Why, if you’ve invested all this time and money for nine years in the back end cloud storage virtualized pool infrastructure, and invested in acquisitions and technological upgrades, and invested in marketing and advertising, would you change your name from YouSendIt to, well, anything else?

Why, even if you’re announcing broadening your offering from file sharing into digital file collaboration services, would you change your name from YouSendIt to, well, anything else?

Why, when there’s nine years of brand equity built up, when you’ve outlasted some pretty high profile would-be competitors, (including the flailing DropBox,) when you’ve gotten 4 out of 5 stars from PC Magazine, when you’re finally turning a profit on the premium services, when you’ve become the generic term for Internet file sharing services (literally, people verb-ize file sharing as “I’ll YouSendIt to you later,”) would you change your name from YouSendIt to, well, anything else?

It could be a number of things.  It could be new CEO Brand Garlinghouse (formerly of Yahoo!) putting his fingerprint on the company he’s been appointed to run.

It could be that YouSendIt doesn’t sound sexy or silly enough, and they wanted to sound more like Yahoo!, or Hulu, or Etsy or whatever.

YouSendIt could have done a lot of things to refresh – which they’ve done with Hightail.  New, HTML5-coded website.  New features.  New look and feel.  Heck, they could have updated the logo.

And the folks at Hightail know the name thing is an issue.  It merits above-the-fold position on their homepage with a message that says “watch this short video to learn why we changed our name.”  Yes.  Let’s:

Okay, but still, the new name thing confounds me.  In the video, you hear some of the talking heads saying things like “the name YouSendIt constrained us in terms of our vision.”  [Tell THAT to Google.]  And “we don’t want a name that holds us back.”  And my favorite “we finally have a second chance to make a first impression.”  And that’s the quote that really stands out for me.

Because here’s the dirty little secret about branding that nobody teaches you in b-school.  You don’t get a second chance to make a first impression.  You only get one chance to make one impression to one prospect at a time.  And in my opinion, Hightail doesn’t make a bad impression.  It does something far worse.  It makes no impression at all.  It confuses rather than clarifies.

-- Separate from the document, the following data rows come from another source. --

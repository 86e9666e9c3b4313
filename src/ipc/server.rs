//! Unix domain socket server for IPC
//!
//! Provides request-response communication and push notifications for
//! player events to subscribed clients.

use std::path::{Path, PathBuf};
use std::sync::Arc;

use anyhow::{bail, Context, Result};
use tokio::io::{AsyncRead, AsyncReadExt, AsyncWrite, AsyncWriteExt};
use tokio::net::{UnixListener, UnixStream};
use tokio::sync::broadcast::error::RecvError;
use tokio::sync::{broadcast, mpsc, watch};
use tracing::{debug, error, info, warn};

use crate::events::PlayerEvent;
use crate::state::{ControlCommand, FrameReport};

use super::protocol::{Notification, PlayerStatus, Request, Response};

const MAX_MESSAGE_LEN: usize = 1024 * 1024;

/// Engine-side endpoints the server reads from and forwards to
#[derive(Clone)]
pub struct ServerChannels {
    pub status_rx: watch::Receiver<PlayerStatus>,
    pub frame_rx: watch::Receiver<FrameReport>,
    pub control_tx: mpsc::Sender<ControlCommand>,
    pub event_tx: broadcast::Sender<PlayerEvent>,
}

/// IPC Server handling client connections
pub struct Server {
    socket_path: PathBuf,
    listener: Option<UnixListener>,
    channels: Arc<ServerChannels>,
    shutdown_tx: broadcast::Sender<()>,
}

impl Server {
    /// Bind the socket, replacing a stale one
    pub fn new(socket_path: &Path, channels: ServerChannels) -> Result<Self> {
        if let Some(parent) = socket_path.parent() {
            std::fs::create_dir_all(parent).context("failed to create socket directory")?;
        }

        if socket_path.exists() {
            std::fs::remove_file(socket_path).context("failed to remove stale socket")?;
        }

        let listener = UnixListener::bind(socket_path).context("failed to bind Unix socket")?;

        // Owner-only
        #[cfg(unix)]
        {
            use std::os::unix::fs::PermissionsExt;
            std::fs::set_permissions(socket_path, std::fs::Permissions::from_mode(0o600))?;
        }

        let (shutdown_tx, _) = broadcast::channel(1);

        info!(?socket_path, "IPC server listening");

        Ok(Self {
            socket_path: socket_path.to_owned(),
            listener: Some(listener),
            channels: Arc::new(channels),
            shutdown_tx,
        })
    }

    /// Run the server, accepting connections
    pub async fn run(&self) -> Result<()> {
        let listener = self.listener.as_ref().context("server not initialized")?;

        loop {
            match listener.accept().await {
                Ok((stream, _addr)) => {
                    debug!("client connected");
                    let channels = Arc::clone(&self.channels);
                    let mut shutdown_rx = self.shutdown_tx.subscribe();

                    tokio::spawn(async move {
                        tokio::select! {
                            result = Self::handle_client(stream, channels) => {
                                if let Err(e) = result {
                                    warn!(?e, "client handler error");
                                }
                            }
                            _ = shutdown_rx.recv() => {
                                debug!("client handler shutting down");
                            }
                        }
                    });
                }
                Err(e) => {
                    error!(?e, "accept error");
                }
            }
        }
    }

    /// Handle a single client connection
    ///
    /// Reads happen on a separate task so a subscribed client can be sent
    /// notifications without interrupting a partially read request.
    async fn handle_client(stream: UnixStream, channels: Arc<ServerChannels>) -> Result<()> {
        let (mut reader, mut writer) = stream.into_split();
        let (request_tx, mut request_rx) = mpsc::channel::<Vec<u8>>(8);

        let read_task = tokio::spawn(async move {
            loop {
                match read_message(&mut reader).await {
                    Ok(Some(msg)) => {
                        if request_tx.send(msg).await.is_err() {
                            break;
                        }
                    }
                    Ok(None) => {
                        debug!("client disconnected");
                        break;
                    }
                    Err(e) => {
                        warn!(?e, "failed to read request");
                        break;
                    }
                }
            }
        });

        let mut events: Option<broadcast::Receiver<PlayerEvent>> = None;

        let result = loop {
            tokio::select! {
                msg = request_rx.recv() => {
                    let Some(msg) = msg else { break Ok(()) };

                    let response = match serde_json::from_slice::<Request>(&msg) {
                        Ok(request) => {
                            debug!(?request, "received request");
                            let (response, subscribe) = Self::process_request(request, &channels).await;
                            if subscribe && events.is_none() {
                                events = Some(channels.event_tx.subscribe());
                                debug!("client subscribed to notifications");
                            }
                            response
                        }
                        Err(e) => Response::Error {
                            code: "invalid_request".to_string(),
                            message: e.to_string(),
                        },
                    };

                    if let Err(e) = send_message(&mut writer, &response).await {
                        break Err(e);
                    }
                }

                event = next_event(&mut events) => match event {
                    Ok(event) => {
                        let notification = Notification::PlayerEvent { event };
                        if let Err(e) = send_message(&mut writer, &notification).await {
                            break Err(e);
                        }
                    }
                    Err(RecvError::Lagged(n)) => {
                        warn!(skipped = n, "subscriber lagged");
                    }
                    Err(RecvError::Closed) => {
                        events = None;
                    }
                },
            }
        };

        read_task.abort();
        result
    }

    /// Process a request and return a response
    /// Returns (Response, should_subscribe)
    async fn process_request(request: Request, channels: &ServerChannels) -> (Response, bool) {
        match request {
            Request::Ping => (Response::Pong, false),

            Request::GetStatus => {
                let status = channels.status_rx.borrow().clone();
                (Response::Status(status), false)
            }

            Request::GetFrame => {
                let frame = channels.frame_rx.borrow().clone();
                (Response::Frame(frame), false)
            }

            Request::Control { command } => match channels.control_tx.send(command).await {
                Ok(()) => {
                    info!(?command, "command received via IPC");
                    (Response::Accepted { command }, false)
                }
                Err(_) => (
                    Response::Error {
                        code: "engine_unavailable".to_string(),
                        message: "gesture engine is not running".to_string(),
                    },
                    false,
                ),
            },

            Request::Subscribe => (Response::Subscribed, true),
        }
    }

    /// Gracefully shutdown the server
    pub async fn shutdown(&self) {
        let _ = self.shutdown_tx.send(());

        if self.socket_path.exists() {
            if let Err(e) = std::fs::remove_file(&self.socket_path) {
                warn!(?e, "failed to remove socket file");
            }
        }

        info!("IPC server shutdown complete");
    }
}

/// Wait for the next event, or forever when not subscribed
async fn next_event(
    events: &mut Option<broadcast::Receiver<PlayerEvent>>,
) -> Result<PlayerEvent, RecvError> {
    match events {
        Some(rx) => rx.recv().await,
        None => std::future::pending().await,
    }
}

/// Read one length-prefixed message; `None` on a clean disconnect
async fn read_message<R: AsyncRead + Unpin>(reader: &mut R) -> Result<Option<Vec<u8>>> {
    let mut len_buf = [0u8; 4];
    match reader.read_exact(&mut len_buf).await {
        Ok(_) => {}
        Err(e) if e.kind() == std::io::ErrorKind::UnexpectedEof => return Ok(None),
        Err(e) => return Err(e.into()),
    }

    let len = u32::from_le_bytes(len_buf) as usize;
    if len > MAX_MESSAGE_LEN {
        bail!("message too large: {} bytes", len);
    }

    let mut msg_buf = vec![0u8; len];
    reader.read_exact(&mut msg_buf).await?;
    Ok(Some(msg_buf))
}

/// Send a length-prefixed JSON message
async fn send_message<W, T>(writer: &mut W, msg: &T) -> Result<()>
where
    W: AsyncWrite + Unpin,
    T: serde::Serialize,
{
    let msg_bytes = serde_json::to_vec(msg)?;
    let msg_len = (msg_bytes.len() as u32).to_le_bytes();

    writer.write_all(&msg_len).await?;
    writer.write_all(&msg_bytes).await?;

    Ok(())
}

Don’t get me wrong.  I get “hightail” as a verb.  “I’ll hightail it over to you.”  Or “you hightail it over to me.”  But we’re not talking about meetings here.  [Really, “I’ll hightail it over to you” means “I’ll be right there.”  Not “I’ll get you that large file right away.”  So there’s even a semantics issue. Ugh.] Plus, it’s such a hipster-cum-corporate-acceptable piece of jargon. I wonder if they’re now headquartered in Dumbo?

From a pure brand perspective, the truth is that YouSendIt was a GREAT name for a brand.  It was functional.  It was short and sweet.  But mostly, and bestly (?) it conveyed a promise (You.  Send.  It. ) which, after all, is the heavy lifting of a brand.

Let’s watch and see what happens together.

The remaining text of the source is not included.